In 2012, she became editor-at-large of the popular site BlogHer. That same year, Finney created DigitalUndivided and also launched Focus 100 conference to give employers and investors a place to find talented women of color in tech — and to give these women a place to find each other.
“It’s so important for people who are in this space to know there are others in this space,” Finney told Wired.com. “We wouldn’t know we existed if we didn’t have spaces like this.”
A Yale epidemiology graduate, Finney said she became increasingly frustrated at being the only Black woman in the room at various tech conferences she attended.
“I was speaking at a lot of different conferences from Web 2.0 to SXSW, and I saw that there were very few people who looked like me,” the New York resident told Upstart Business Journal. “I was actually in one of the early accelerators, way back in the stone ages, here in New York, and I had a horrible experience. Not because of not being qualified, but because I was Black and a woman.”

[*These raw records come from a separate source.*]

//! Static-site baker.
//!
//! Renders every live public page into a timestamped build directory,
//! uploads the tree to the object store, materializes redirects, and
//! triggers a full CDN invalidation. The build directory is transient
//! and is removed whether the run succeeds or fails.

use std::path::{Path, PathBuf};
use std::sync::Arc;

use chrono::{DateTime, SecondsFormat, Utc};
use metrics::histogram;
use thiserror::Error;
use tracing::{info, warn};

use crate::application::cms::{CmsAdapter, CmsError};
use crate::application::invalidation::CdnInvalidator;
use crate::application::redirects::{RedirectsError, materialize_redirects};
use crate::application::stores::{ObjectStore, UploadDirectoryError, upload_directory};

const METRIC_BUILD_MS: &str = "portalbake_build_duration_ms";

#[derive(Debug, Error)]
pub enum BakeError {
    #[error(transparent)]
    Cms(#[from] CmsError),
    #[error("build io failure at {path}: {source}")]
    Io {
        path: PathBuf,
        source: std::io::Error,
    },
    #[error(transparent)]
    Upload(#[from] UploadDirectoryError),
    #[error(transparent)]
    Redirects(#[from] RedirectsError),
}

#[derive(Debug, Clone)]
pub struct BakeReport {
    pub build_dir: PathBuf,
    pub pages_rendered: usize,
    pub pages_skipped: usize,
    pub files_uploaded: usize,
    pub redirects_written: usize,
}

#[derive(Debug, Clone)]
pub struct BakerConfig {
    pub build_root: PathBuf,
    pub bucket: String,
    pub acl: String,
    pub upload_concurrency: usize,
    /// Render absolute links with the https scheme.
    pub force_https: bool,
}

pub struct Baker {
    cms: Arc<dyn CmsAdapter>,
    store: Arc<dyn ObjectStore>,
    invalidator: Arc<CdnInvalidator>,
    config: BakerConfig,
}

/// Per-run output directory under the build root, named by the run's
/// UTC timestamp at microsecond precision so concurrent runs can never
/// clash on disk.
pub fn build_dir_for(build_root: &Path, now: DateTime<Utc>) -> PathBuf {
    build_root.join(now.to_rfc3339_opts(SecondsFormat::Micros, false))
}

impl Baker {
    pub fn new(
        cms: Arc<dyn CmsAdapter>,
        store: Arc<dyn ObjectStore>,
        invalidator: Arc<CdnInvalidator>,
        config: BakerConfig,
    ) -> Self {
        Self {
            cms,
            store,
            invalidator,
            config,
        }
    }

    pub fn build_root(&self) -> &Path {
        &self.config.build_root
    }

    /// Run one complete bake. The directory named in the report has
    /// already been deleted by the time this returns.
    pub async fn run(&self, now: DateTime<Utc>) -> Result<BakeReport, BakeError> {
        let started_at = std::time::Instant::now();
        let build_dir = build_dir_for(&self.config.build_root, now);
        let outcome = self.bake_into(&build_dir, now).await;
        if outcome.is_ok() {
            histogram!(METRIC_BUILD_MS).record(started_at.elapsed().as_secs_f64() * 1000.0);
        }
        if let Err(err) = tokio::fs::remove_dir_all(&build_dir).await {
            if err.kind() != std::io::ErrorKind::NotFound {
                warn!(
                    target = "application::baker",
                    build_dir = %build_dir.display(),
                    error = %err,
                    "failed to remove build directory"
                );
            }
        }
        outcome
    }

    async fn bake_into(
        &self,
        build_dir: &Path,
        now: DateTime<Utc>,
    ) -> Result<BakeReport, BakeError> {
        create_dir(build_dir).await?;
        info!(
            target = "application::baker",
            build_dir = %build_dir.display(),
            "bake started"
        );

        let secure = self.config.force_https;
        let pages = self.cms.list_public_pages().await?;
        let mut rendered = 0usize;
        let mut skipped = 0usize;

        for page in &pages {
            match self.cms.render_page(&page.path, secure).await {
                Ok(body) => {
                    let path = page_build_path(build_dir, &page.path);
                    write_file(&path, body.as_bytes()).await?;
                    rendered += 1;
                }
                Err(err) => {
                    warn!(
                        target = "application::baker",
                        path = %page.path,
                        error = %err,
                        "page render failed; skipping"
                    );
                    skipped += 1;
                }
            }
        }

        let not_found = self.cms.error_page_404(secure).await?;
        write_file(&build_dir.join("404.html"), not_found.as_bytes()).await?;
        let sitemap = self.cms.sitemap_xml().await?;
        write_file(&build_dir.join("sitemap.xml"), sitemap.as_bytes()).await?;

        let files_uploaded = upload_directory(
            self.store.as_ref(),
            &self.config.bucket,
            build_dir,
            &self.config.acl,
            self.config.upload_concurrency,
        )
        .await?;

        let redirects = self.cms.list_redirects().await?;
        let redirects_written = materialize_redirects(
            self.store.as_ref(),
            &self.config.bucket,
            &self.config.acl,
            &redirects,
        )
        .await?;

        // Invalidation trouble never fails a bake that already uploaded.
        if let Err(err) = self.invalidator.invalidate_full(now).await {
            warn!(
                target = "application::baker",
                error = %err,
                "full cdn invalidation failed after bake"
            );
        }

        let report = BakeReport {
            build_dir: build_dir.to_path_buf(),
            pages_rendered: rendered,
            pages_skipped: skipped,
            files_uploaded,
            redirects_written,
        };
        info!(
            target = "application::baker",
            pages_rendered = report.pages_rendered,
            pages_skipped = report.pages_skipped,
            files_uploaded = report.files_uploaded,
            redirects_written = report.redirects_written,
            "bake finished"
        );
        Ok(report)
    }
}

fn page_build_path(build_dir: &Path, url_path: &str) -> PathBuf {
    let mut path = build_dir.to_path_buf();
    for segment in url_path.split('/').filter(|s| !s.is_empty()) {
        path.push(segment);
    }
    path.join("index.html")
}

async fn create_dir(path: &Path) -> Result<(), BakeError> {
    tokio::fs::create_dir_all(path).await.map_err(|source| BakeError::Io {
        path: path.to_path_buf(),
        source,
    })
}

async fn write_file(path: &Path, bytes: &[u8]) -> Result<(), BakeError> {
    if let Some(parent) = path.parent() {
        create_dir(parent).await?;
    }
    tokio::fs::write(path, bytes).await.map_err(|source| BakeError::Io {
        path: path.to_path_buf(),
        source,
    })
}

#[cfg(test)]
mod tests {
    use chrono::TimeZone;

    use super::*;

    #[test]
    fn build_dir_is_timestamped_under_root() {
        let now = Utc
            .with_ymd_and_hms(2001, 12, 25, 1, 23, 45)
            .unwrap()
            .checked_add_signed(chrono::Duration::microseconds(123_456))
            .unwrap();
        let dir = build_dir_for(Path::new("/path/to/build/dir/"), now);
        assert_eq!(
            dir,
            PathBuf::from("/path/to/build/dir/2001-12-25T01:23:45.123456+00:00")
        );
    }

    #[test]
    fn page_paths_nest_under_build_dir() {
        let build_dir = Path::new("/tmp/bake");
        assert_eq!(
            page_build_path(build_dir, "/"),
            PathBuf::from("/tmp/bake/index.html")
        );
        assert_eq!(
            page_build_path(build_dir, "/topics/css/"),
            PathBuf::from("/tmp/bake/topics/css/index.html")
        );
    }
}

According to a recent report by DigitalUndivided, underrepresented minorities in tech could stand to benefit from Finney’s BIG accelerator program. Of all venture deals from 2012 to 2014, only 0.2 percent (24 of 10,238 deals) went to Black female founders.
“We are champions of game-changing innovation and disruptive ideas and are excited to continue our work in the city of Atlanta,” Finney said to TechCrunch.com. “We look forward to being a vital hub for Atlanta’s emerging diverse tech community.”
The innovator and business savvy entrepreneur wants to continue to inspire women of color in technology and has advice for anyone aspiring to enter the tech world.
“First, think big. As women of color, we’ve been conditioned to think small, lest someone is offended by our ambition,” she told Powered by Light. “Second is to ask for help. The tech industry is collaborative by nature. Lastly, just do it. We have a tendency to ‘over think’ and ‘over plan.’ Just start the damn thing.”